Empowering advocates of local democracy

The civic activists went through the "School of Democracy", a training specifically designed to equip them with the necessary knowledge and tools to mobilise communities around issues and advocate for solutions with policymakers. Participants ended up forming nine groups and reached around 13.000 citizens through canvassing, public meetings and social media. The biggest campaign took place in Caușeni, where the team managed to have 600 people respond to a survey on local budget priorities.

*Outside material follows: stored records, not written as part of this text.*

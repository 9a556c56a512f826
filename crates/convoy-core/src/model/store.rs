use std::collections::BTreeMap;

use serde::{Deserialize, Serialize};

use crate::error::ApiError;

use super::{ItemState, ModelItem};

/// The model as seen by task generation: items grouped by the kind of work
/// their lifecycle state calls for.
#[derive(Debug, Clone, Default)]
pub struct ModelDelta {
    /// Items in `Initial` state (never deployed).
    pub created: Vec<ModelItem>,
    /// Items in `Updated` state (redeployment pending).
    pub updated: Vec<ModelItem>,
    /// Items in `ForRemoval` state (deconfiguration pending).
    pub removed: Vec<ModelItem>,
    /// Items already `Applied`. Plugins that emit always-run tasks (locks,
    /// reboots) generate from these too; the ledger suppresses the
    /// persisted ones that already succeeded.
    pub applied: Vec<ModelItem>,
}

impl ModelDelta {
    /// True when no item has pending work.
    pub fn is_empty(&self) -> bool {
        self.created.is_empty() && self.updated.is_empty() && self.removed.is_empty()
    }

    /// Created and updated items together, in model order.
    pub fn to_deploy(&self) -> impl Iterator<Item = &ModelItem> {
        self.created.iter().chain(self.updated.iter())
    }
}

/// In-memory model store with a generation counter.
///
/// User mutations (create/update/remove) bump the generation, which is what
/// plan invalidation compares against. Lifecycle transitions driven by task
/// execution (`set_applied`, `finalize_removal`, `mark_indeterminable`) do
/// not: converging the model is not a model change.
#[derive(Debug, Default, Serialize, Deserialize)]
pub struct ModelStore {
    items: BTreeMap<String, ModelItem>,
    generation: i64,
}

impl ModelStore {
    pub fn new() -> Self {
        Self::default()
    }

    pub fn generation(&self) -> i64 {
        self.generation
    }

    pub fn get(&self, path: &str) -> Option<&ModelItem> {
        self.items.get(path)
    }

    pub fn items(&self) -> impl Iterator<Item = &ModelItem> {
        self.items.values()
    }

    /// Create an item in `Initial` state.
    pub fn create_item(
        &mut self,
        path: impl Into<String>,
        item_type: impl Into<String>,
        properties: BTreeMap<String, String>,
    ) -> Result<(), ApiError> {
        let path = path.into();
        if self.items.contains_key(&path) {
            return Err(ApiError::invalid_request(format!(
                "Item already exists at {path}"
            )));
        }
        self.items
            .insert(path.clone(), ModelItem::new(path, item_type, properties));
        self.generation += 1;
        Ok(())
    }

    /// Update an item's properties. An `Applied` item becomes `Updated`; an
    /// `Initial` item stays `Initial` with the new properties.
    pub fn update_item(
        &mut self,
        path: &str,
        properties: BTreeMap<String, String>,
    ) -> Result<(), ApiError> {
        let item = self.items.get_mut(path).ok_or_else(ApiError::not_found)?;
        for (key, value) in properties {
            item.properties.insert(key, value);
        }
        if item.state == ItemState::Applied {
            item.state = ItemState::Updated;
        }
        self.generation += 1;
        Ok(())
    }

    /// Mark an item for removal. A never-deployed `Initial` item is dropped
    /// immediately; a deployed item waits for its deconfiguration task.
    pub fn remove_item(&mut self, path: &str) -> Result<(), ApiError> {
        let item = self.items.get_mut(path).ok_or_else(ApiError::not_found)?;
        if item.state == ItemState::Initial {
            self.items.remove(path);
        } else {
            item.state = ItemState::ForRemoval;
        }
        self.generation += 1;
        Ok(())
    }

    /// Items grouped by the kind of work their state calls for.
    pub fn delta(&self) -> ModelDelta {
        let mut delta = ModelDelta::default();
        for item in self.items.values() {
            match item.state {
                ItemState::Initial => delta.created.push(item.clone()),
                ItemState::Updated => delta.updated.push(item.clone()),
                ItemState::ForRemoval => delta.removed.push(item.clone()),
                ItemState::Applied => delta.applied.push(item.clone()),
            }
        }
        delta
    }

    // -- lifecycle transitions driven by task execution (no generation bump)

    /// The item's configuration converged on its node.
    pub fn set_applied(&mut self, path: &str) {
        if let Some(item) = self.items.get_mut(path) {
            item.state = ItemState::Applied;
            item.applied_properties_determinable = true;
        }
    }

    /// The item's deconfiguration task succeeded; delete it from the model.
    pub fn finalize_removal(&mut self, path: &str) {
        self.items.remove(path);
    }

    /// A deployment attempt left the item's on-node state unknown.
    pub fn mark_indeterminable(&mut self, path: &str) {
        if let Some(item) = self.items.get_mut(path) {
            item.applied_properties_determinable = false;
        }
    }

    /// Cluster subtree ordering: map of cluster subtree path to the subtree
    /// paths it depends on, from `dependency_list` on cluster items.
    pub fn cluster_dependencies(&self) -> BTreeMap<String, Vec<String>> {
        let mut deps = BTreeMap::new();
        for item in self.items.values() {
            if item.item_type != "cluster" {
                continue;
            }
            let list = item.dependency_list();
            if list.is_empty() {
                continue;
            }
            // dependency_list holds sibling cluster ids; resolve them to
            // full cluster paths under the same parent.
            let parent = match item.path.rfind('/') {
                Some(pos) => &item.path[..pos],
                None => continue,
            };
            let resolved: Vec<String> = list
                .into_iter()
                .map(|id| format!("{parent}/{id}"))
                .filter(|path| path != &item.path)
                .collect();
            if !resolved.is_empty() {
                deps.insert(item.path.clone(), resolved);
            }
        }
        deps
    }
}

#[cfg(test)]
mod tests {
    use super::*;

    fn props(pairs: &[(&str, &str)]) -> BTreeMap<String, String> {
        pairs
            .iter()
            .map(|(k, v)| ((*k).to_owned(), (*v).to_owned()))
            .collect()
    }

    #[test]
    fn create_bumps_generation() {
        let mut store = ModelStore::new();
        assert_eq!(store.generation(), 0);
        store
            .create_item("/ms/items/httpd", "package", props(&[("name", "httpd")]))
            .unwrap();
        assert_eq!(store.generation(), 1);
        assert_eq!(store.get("/ms/items/httpd").unwrap().state, ItemState::Initial);
    }

    #[test]
    fn duplicate_create_is_rejected() {
        let mut store = ModelStore::new();
        store
            .create_item("/ms/items/httpd", "package", BTreeMap::new())
            .unwrap();
        let err = store
            .create_item("/ms/items/httpd", "package", BTreeMap::new())
            .unwrap_err();
        assert_eq!(err.kind(), "InvalidRequestError");
    }

    #[test]
    fn update_applied_item_becomes_updated() {
        let mut store = ModelStore::new();
        store
            .create_item("/ms/items/httpd", "package", BTreeMap::new())
            .unwrap();
        store.set_applied("/ms/items/httpd");

        store
            .update_item("/ms/items/httpd", props(&[("version", "2")]))
            .unwrap();
        assert_eq!(store.get("/ms/items/httpd").unwrap().state, ItemState::Updated);
    }

    #[test]
    fn update_missing_item_is_not_found() {
        let mut store = ModelStore::new();
        let err = store.update_item("/ms/items/nope", BTreeMap::new()).unwrap_err();
        assert_eq!(err.kind(), "InvalidLocationError");
        assert_eq!(err.to_string(), "Not found");
    }

    #[test]
    fn remove_initial_item_drops_it() {
        let mut store = ModelStore::new();
        store
            .create_item("/ms/items/httpd", "package", BTreeMap::new())
            .unwrap();
        store.remove_item("/ms/items/httpd").unwrap();
        assert!(store.get("/ms/items/httpd").is_none());
    }

    #[test]
    fn remove_applied_item_marks_for_removal() {
        let mut store = ModelStore::new();
        store
            .create_item("/ms/items/httpd", "package", BTreeMap::new())
            .unwrap();
        store.set_applied("/ms/items/httpd");
        store.remove_item("/ms/items/httpd").unwrap();
        assert_eq!(
            store.get("/ms/items/httpd").unwrap().state,
            ItemState::ForRemoval
        );
    }

    #[test]
    fn lifecycle_transitions_do_not_bump_generation() {
        let mut store = ModelStore::new();
        store
            .create_item("/ms/items/httpd", "package", BTreeMap::new())
            .unwrap();
        let generation = store.generation();

        store.set_applied("/ms/items/httpd");
        store.mark_indeterminable("/ms/items/httpd");
        store.finalize_removal("/ms/items/httpd");
        assert_eq!(store.generation(), generation);
    }

    #[test]
    fn delta_groups_by_state() {
        let mut store = ModelStore::new();
        store
            .create_item("/ms/items/a", "package", BTreeMap::new())
            .unwrap();
        store
            .create_item("/ms/items/b", "package", BTreeMap::new())
            .unwrap();
        store.set_applied("/ms/items/b");
        store.remove_item("/ms/items/b").unwrap();

        let delta = store.delta();
        assert_eq!(delta.created.len(), 1);
        assert_eq!(delta.updated.len(), 0);
        assert_eq!(delta.removed.len(), 1);
        assert!(!delta.is_empty());
    }

    #[test]
    fn cluster_dependencies_resolve_sibling_ids() {
        let mut store = ModelStore::new();
        store
            .create_item("/deployments/site/clusters/c1", "cluster", BTreeMap::new())
            .unwrap();
        store
            .create_item(
                "/deployments/site/clusters/c2",
                "cluster",
                props(&[("dependency_list", "c1")]),
            )
            .unwrap();

        let deps = store.cluster_dependencies();
        assert_eq!(
            deps.get("/deployments/site/clusters/c2").unwrap(),
            &vec!["/deployments/site/clusters/c1".to_owned()]
        );
        assert!(!deps.contains_key("/deployments/site/clusters/c1"));
    }
}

Some of the groups fundraised money in their communities; Elizaveta, for example, secured 1.500 euros from the community to take steps to create an infrastructure for sorting garbage. Also, they managed to convince the authorities to assign resources to address the problems they identified. The Drăsliceni council allocated financial resources to improve the waste collection infrastructure in the village, as did authorities in Cuporani to contribute to a playground for children. About fifty participants managed to have contact with local public authorities and, in some cases, with members of parliament.

Aside from waste management and building infrastructure for children, the community initiatives coming out from the School of Democracy addressed problems such as lack of street lighting and road security in Chisinau, the presence of stray dogs in streets, deficient transparency and accountability of local authorities, a lack of infrastructure for youth and other environmental issues.

Advocates bring policy solutions to the table

Over the course of the Instigation to Democracy project, participants witnessed how some of the problems they had identified were picked up by policymakers. Many succeeded in bringing change to the community and most of them continued their activities on their own.

In Chișinău, the team working on road safety still works to convince public servants to address the lack of sidewalks and pedestrian crossings. They are currently working with experts and public servants on an action plan. Authorities and an MP promised another team in Chișinău that they would install street lighting and paint pedestrian crossings in a dangerous road section.

The team in Cărpineni requested a youth centre space from the Town Hall, while in Colicăuți, 18 officials attended events to decide on youth infrastructure. Meanwhile, the stray dog team focused on citizen awareness since they did not receive a response from authorities in Chișinău, who are more reluctant to respond to citizens' requests.

Fifty-one participants graduated from the program "Instigation to Democracy", with women making up a majority in all teams. Beyond their work to solve pressing problems faced by their communities, graduates have formed long-lasting bonds, and many continue to make a difference in their communities.